A surgeon euphemistically referred to a phalloplasty procedure, a surgical series that includes obliterating the vaginal cavity and creating a fake penis with harvested tissue, as an “adventure” for young people. He did this despite later admitting that those same procedures “definitely” will have “complications,” such as permanent issues with bladder function and tissue death.

One physician called the entire field of cross-sex hormones “off-label,” referring to the concept of drugs being used for alternative purposes than what they were approved for. The doctor went on to say that female patients might actually appreciate drug side effects that cause them to lose hair, because they’d look “more like men.”

The U.S. Food and Drug Administration  says  that when it approves a drug, health care providers generally may prescribe that drug for an unapproved use, or off-label, when “they judge that it is medically appropriate for their patient.”

In several other videos, doctors argued in favor of transitioning patients who experience psychotic episodes. One admitted that some of his patients with schizophrenia have to be careful how much cross-sex hormones they take or they can’t “keep the voices down.”

The Daily Caller News Foundation consulted medical professionals from respected organizations, such as Do No Harm, who all argued that the comments from WPATH-affiliated doctors show that the transgender medical industry doesn’t have patients’ best interests at heart.

While the average person, nationally and internationally, likely never has heard of the World Professional Association for Transgender Health, the modern medical industry is deeply tied to the organization and relies on it to dictate the standards of care for transgender medicine.

WPATH’s guidelines are cited as criteria for obtaining insurance coverage by both  private insurance companies  and tax-funded  insurance plans , positioning them as a lynchpin of the sex reassignment industry.

Additionally, WPATH’s guidelines help inform policy statements from major medical and professional organizations, such as the  American Academy of Pediatrics , the  American Psychological Association , and the  Endocrine Society .

The American Academy of Pediatrics is being sued by Isabelle Ayala, a former patient who was medically transitioned as a child and claims she was rushed through sex-change medical procedures.

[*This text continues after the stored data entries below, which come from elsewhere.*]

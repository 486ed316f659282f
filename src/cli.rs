// User-facing flow: banner, request loop, suggestion display, execution

use std::io::{self, Write};

use anyhow::Result;
use colored::Colorize;

use crate::config::Config;
use crate::error::NlshError;
use crate::executor::{self, ExecutionResult};
use crate::gate::{self, GateOutcome, RunMode};
use crate::parser::{self, CommandSuggestion};
use crate::safety::Classifier;
use crate::{llm, thinking};

const HEADER_WIDTH: usize = 60;

fn print_banner() {
    println!("{}", "═".repeat(HEADER_WIDTH).bright_blue());
    println!("{}", "nlsh - Natural Language to Shell Commands".bright_white().bold());
    println!("{}", "═".repeat(HEADER_WIDTH).bright_blue());
}

/// Interactive session: read requests from stdin until quit or EOF.
/// Provider and parse failures end the current request, not the session.
pub async fn run_interactive(config: &Config) -> Result<()> {
    print_banner();
    println!(
        "{}",
        "Type your request in plain English. 'quit' or Ctrl-D to exit.".dimmed()
    );

    let classifier = Classifier::new();

    loop {
        println!("{}", "─".repeat(HEADER_WIDTH).bright_green());
        print!("{} ", "What would you like to do?".bold());
        io::stdout().flush()?;

        let mut line = String::new();
        if io::stdin().read_line(&mut line)? == 0 {
            break;
        }

        let input = line.trim();
        if input.is_empty() {
            continue;
        }
        if matches!(input.to_lowercase().as_str(), "quit" | "exit" | "q") {
            break;
        }

        if let Err(e) = process_request(config, &classifier, input, RunMode::Interactive).await {
            eprintln!("{} {}", "Error:".red().bold(), e);
        }
        println!();
    }

    println!("\n{}", "Session ended".bright_blue());
    Ok(())
}

/// Single round trip for DIRECT and AUTO_EXECUTE invocations. Returns
/// the process exit code.
pub async fn run_request(config: &Config, input: &str, mode: RunMode) -> Result<i32> {
    let classifier = Classifier::new();
    process_request(config, &classifier, input, mode).await
}

async fn process_request(
    config: &Config,
    classifier: &Classifier,
    input: &str,
    mode: RunMode,
) -> Result<i32> {
    let spinner = thinking::show_generating();
    let raw = llm::request_command(config, input).await;
    spinner.finish();
    let raw = raw?;

    let parsed = match parser::parse(&raw) {
        Ok(parsed) => parsed,
        Err(e) => {
            eprintln!("{}", "Raw response:".dimmed());
            eprintln!("{}", raw.dimmed());
            return Err(NlshError::from(e).into());
        }
    };

    let suggestion = parsed.into_suggestion(input, classifier);
    display_suggestion(&suggestion);

    match gate::resolve(suggestion, mode, classifier)? {
        GateOutcome::Run(confirmed) => {
            println!("\n{}", "Executing command...".green());
            let result = executor::run(&confirmed.command, config.exec_timeout()).await?;
            display_result(&result);
            Ok(if result.success() { 0 } else { result.exit_code })
        }
        GateOutcome::Abort | GateOutcome::Copied => Ok(0),
    }
}

fn display_suggestion(suggestion: &CommandSuggestion) {
    println!("\n{}", "Generated Command:".bold());
    println!("  {}", suggestion.command.bright_cyan());
    println!("\n{}", "Explanation:".bold());
    println!("  {}", suggestion.explanation);
    println!(
        "\n{} {}",
        "Safety:".bold(),
        suggestion.safety_level.badge()
    );
    if let Some(warning) = &suggestion.warning {
        println!("{} {}", "⚠".red(), warning.yellow());
    }
    println!();
}

fn display_result(result: &ExecutionResult) {
    if !result.stdout.is_empty() {
        println!("\n{}", "[OUTPUT]".green());
        print!("{}", result.stdout);
    }
    if !result.stderr.is_empty() {
        println!("\n{}", "[STDERR]".yellow());
        eprint!("{}", result.stderr);
    }

    if result.timed_out {
        println!(
            "{}",
            "Command timed out and was terminated".red().bold()
        );
    } else if result.success() {
        println!("{}", "✓ Command completed".green());
    } else {
        println!(
            "{}",
            format!("✗ Command failed (exit code {})", result.exit_code).red()
        );
    }
}
// Confirmation gate between a classified suggestion and the shell

use std::io::{self, Write};

use anyhow::Result;
use colored::Colorize;

use crate::parser::CommandSuggestion;
use crate::safety::{Classifier, SafetyLevel};

/// How the process was invoked. Fixed at startup.
#[derive(Debug, Clone, Copy, PartialEq, Eq)]
pub enum RunMode {
    /// No positional argument: read requests from stdin in a loop.
    Interactive,
    /// One request from the command line, confirmation still required.
    Direct,
    /// `--auto`: SAFE commands run without a prompt, everything else
    /// falls back to the confirmation flow.
    AutoExecute,
}

#[derive(Debug, Clone, Copy, PartialEq, Eq)]
pub enum GateDecision {
    Execute,
    Abort,
    Edit,
    Copy,
}

/// What the confirmation flow settled on.
#[derive(Debug)]
pub enum GateOutcome {
    /// Execute this (possibly edited) suggestion.
    Run(CommandSuggestion),
    Abort,
    /// The user asked for the command text instead of running it.
    Copied,
}

/// Pure decision function. `None` means no decision can be made without
/// asking the user: the caller must prompt and come back with a choice.
///
/// Only SAFE commands ever bypass confirmation, and only in auto mode.
pub fn decide(
    level: SafetyLevel,
    mode: RunMode,
    choice: Option<char>,
) -> Option<GateDecision> {
    if mode == RunMode::AutoExecute && level == SafetyLevel::Safe && choice.is_none() {
        return Some(GateDecision::Execute);
    }

    match choice {
        Some('y') => Some(GateDecision::Execute),
        Some('n') => Some(GateDecision::Abort),
        Some('c') => Some(GateDecision::Copy),
        Some('e') => Some(GateDecision::Edit),
        _ => None,
    }
}

/// Drive the confirmation flow to a final outcome, prompting on stdin as
/// needed. Edits replace the command and re-classify it before the loop
/// continues, so an edit can never smuggle a dangerous pattern past the
/// gate.
pub fn resolve(
    suggestion: CommandSuggestion,
    mode: RunMode,
    classifier: &Classifier,
) -> Result<GateOutcome> {
    let mut current = suggestion;
    let mut choice: Option<char> = None;

    loop {
        match decide(current.safety_level, mode, choice) {
            Some(GateDecision::Execute) => {
                if choice.is_none() {
                    println!(
                        "{} auto-executing {} command",
                        "→".green(),
                        current.safety_level.to_string().green()
                    );
                }
                return Ok(GateOutcome::Run(current));
            }
            Some(GateDecision::Abort) => {
                println!("{}", "Execution cancelled".yellow());
                return Ok(GateOutcome::Abort);
            }
            Some(GateDecision::Copy) => {
                println!("\n{}", "Command to copy:".green());
                println!("{}", current.command);
                return Ok(GateOutcome::Copied);
            }
            Some(GateDecision::Edit) => {
                let edited = prompt_line("Enter modified command: ")?;
                if edited.is_empty() {
                    println!("{}", "No change made".dimmed());
                } else {
                    current = current.with_command(edited, classifier);
                    display_reclassification(&current);
                }
                choice = None;
            }
            None => {
                if choice.is_some() {
                    println!(
                        "{} {}",
                        "Invalid input. Please enter".red(),
                        "[y/n/c/e]".dimmed()
                    );
                }
                choice = Some(prompt_choice()?);
            }
        }
    }
}

fn prompt_choice() -> Result<char> {
    print!(
        "{} {} ",
        "Execute command?".bright_yellow().bold(),
        "[y(es)/n(o)/c(opy)/e(dit)]".dimmed()
    );
    io::stdout().flush()?;

    let mut input = String::new();
    io::stdin().read_line(&mut input)?;
    Ok(input.trim().to_lowercase().chars().next().unwrap_or('\0'))
}

fn prompt_line(prompt: &str) -> Result<String> {
    print!("{}", prompt.bold());
    io::stdout().flush()?;

    let mut input = String::new();
    io::stdin().read_line(&mut input)?;
    Ok(input.trim().to_string())
}

fn display_reclassification(suggestion: &CommandSuggestion) {
    println!(
        "  {} {}",
        suggestion.command.bright_cyan(),
        format!("[{}]", suggestion.safety_level)
            .color(suggestion.safety_level.color())
    );
    if let Some(warning) = &suggestion.warning {
        println!("  {} {}", "⚠".red(), warning.red());
    }
}

#[cfg(test)]
mod tests {
    use super::*;

    #[test]
    fn test_auto_execute_safe_runs_without_prompt() {
        assert_eq!(
            decide(SafetyLevel::Safe, RunMode::AutoExecute, None),
            Some(GateDecision::Execute)
        );
    }

    #[test]
    fn test_auto_execute_never_silently_runs_non_safe() {
        assert_eq!(decide(SafetyLevel::Caution, RunMode::AutoExecute, None), None);
        assert_eq!(
            decide(SafetyLevel::Dangerous, RunMode::AutoExecute, None),
            None
        );
    }

    #[test]
    fn test_interactive_has_no_default_action() {
        for level in [
            SafetyLevel::Safe,
            SafetyLevel::Caution,
            SafetyLevel::Dangerous,
        ] {
            assert_eq!(decide(level, RunMode::Interactive, None), None);
            assert_eq!(decide(level, RunMode::Direct, None), None);
        }
    }

    #[test]
    fn test_explicit_choices() {
        let level = SafetyLevel::Caution;
        assert_eq!(
            decide(level, RunMode::Interactive, Some('y')),
            Some(GateDecision::Execute)
        );
        assert_eq!(
            decide(level, RunMode::Interactive, Some('n')),
            Some(GateDecision::Abort)
        );
        assert_eq!(
            decide(level, RunMode::Interactive, Some('c')),
            Some(GateDecision::Copy)
        );
        assert_eq!(
            decide(level, RunMode::Interactive, Some('e')),
            Some(GateDecision::Edit)
        );
    }

    #[test]
    fn test_invalid_choice_forces_reprompt() {
        assert_eq!(decide(SafetyLevel::Safe, RunMode::Interactive, Some('x')), None);
        assert_eq!(decide(SafetyLevel::Safe, RunMode::Interactive, Some('\0')), None);
    }

    #[test]
    fn test_dangerous_executes_only_on_explicit_yes() {
        for choice in ['n', 'c', 'e', 'q', ' ', '\0'] {
            assert_ne!(
                decide(SafetyLevel::Dangerous, RunMode::AutoExecute, Some(choice)),
                Some(GateDecision::Execute),
                "choice {:?} must not execute a dangerous command",
                choice
            );
        }
        assert_eq!(
            decide(SafetyLevel::Dangerous, RunMode::AutoExecute, Some('y')),
            Some(GateDecision::Execute)
        );
    }
}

There’s been an explosion in the number of young people, including children, being put on hormones and puberty blockers and getting sex-change surgeries, according to a study published in August 2023 by the JAMA Network.

This surge has been fueled, in part, by groups such as Planned Parenthood, which distributes cross-sex hormones to patients as young as 16. Planned Parenthood  saw  a roughly 125% jump in the number of transgender services it provided between 2020 and 2022.

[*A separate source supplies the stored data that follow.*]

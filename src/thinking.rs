use colored::Colorize;
use indicatif::{ProgressBar, ProgressStyle};
use std::time::Duration;

pub struct ThinkingIndicator {
    spinner: ProgressBar,
}

impl ThinkingIndicator {
    pub fn new(message: &str) -> Self {
        let spinner = ProgressBar::new_spinner();

        let style = ProgressStyle::with_template("{spinner:.bright_cyan} {msg}")
            .unwrap_or_else(|_| ProgressStyle::default_spinner())
            .tick_strings(&["⠋", "⠙", "⠹", "⠸", "⠼", "⠴", "⠦", "⠧", "⠇", "⠏"]);

        spinner.set_style(style);
        spinner.set_message(message.dimmed().to_string());
        spinner.enable_steady_tick(Duration::from_millis(80));

        Self { spinner }
    }

    pub fn finish(&self) {
        self.spinner.finish_and_clear();
    }
}

impl Drop for ThinkingIndicator {
    fn drop(&mut self) {
        self.spinner.finish_and_clear();
    }
}

pub fn show_generating() -> ThinkingIndicator {
    ThinkingIndicator::new("Generating command...")
}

Twenty-three states, however, have  enacted  legislation preventing doctors from performing sex-change surgeries on minors amid backlash from concerned parents and doctors who don’t subscribe to the WPATH-endorsed “gender-affirming care” model. Gender-affirming care is another euphemism used by medical professionals to describe the idea that doctors should affirm a patient’s wish to live as the opposite biological sex through social transitioning, hormone therapy, and even surgery.

The SOC 8 was released just days ahead of the 2022 symposium and contained several significant changes to how doctors and medical institutions implemented transgender medical treatment. For instance, WPATH removed minimum age requirements that established when a child can or should receive transgender medical services such as puberty blockers, cross-sex hormones, and sex-reassignment surgeries.

The World Professional Association for Transgender Health’s previous guidelines recommended that hormone therapy be given once a patient was over the age of 16, but the updated version removed this barrier and suggests hormone therapy begin at the first signs of sexual maturity.

The videos obtained by the Daily Caller News Foundation give the first glimpse at how doctors and mental health professionals discussed implementing the new guidelines. To highlight the most significant portions of the content obtained in the records requests, the foundation has decided to publish a series of articles collectively called “The WPATH Tapes.”

Following this release, the Daily Caller News Foundation intends to publish all of the videos in their entirety to provide the public with necessary information about WPATH’s approach to medical care and shine a light on an influential organization that has largely remained anonymous until now.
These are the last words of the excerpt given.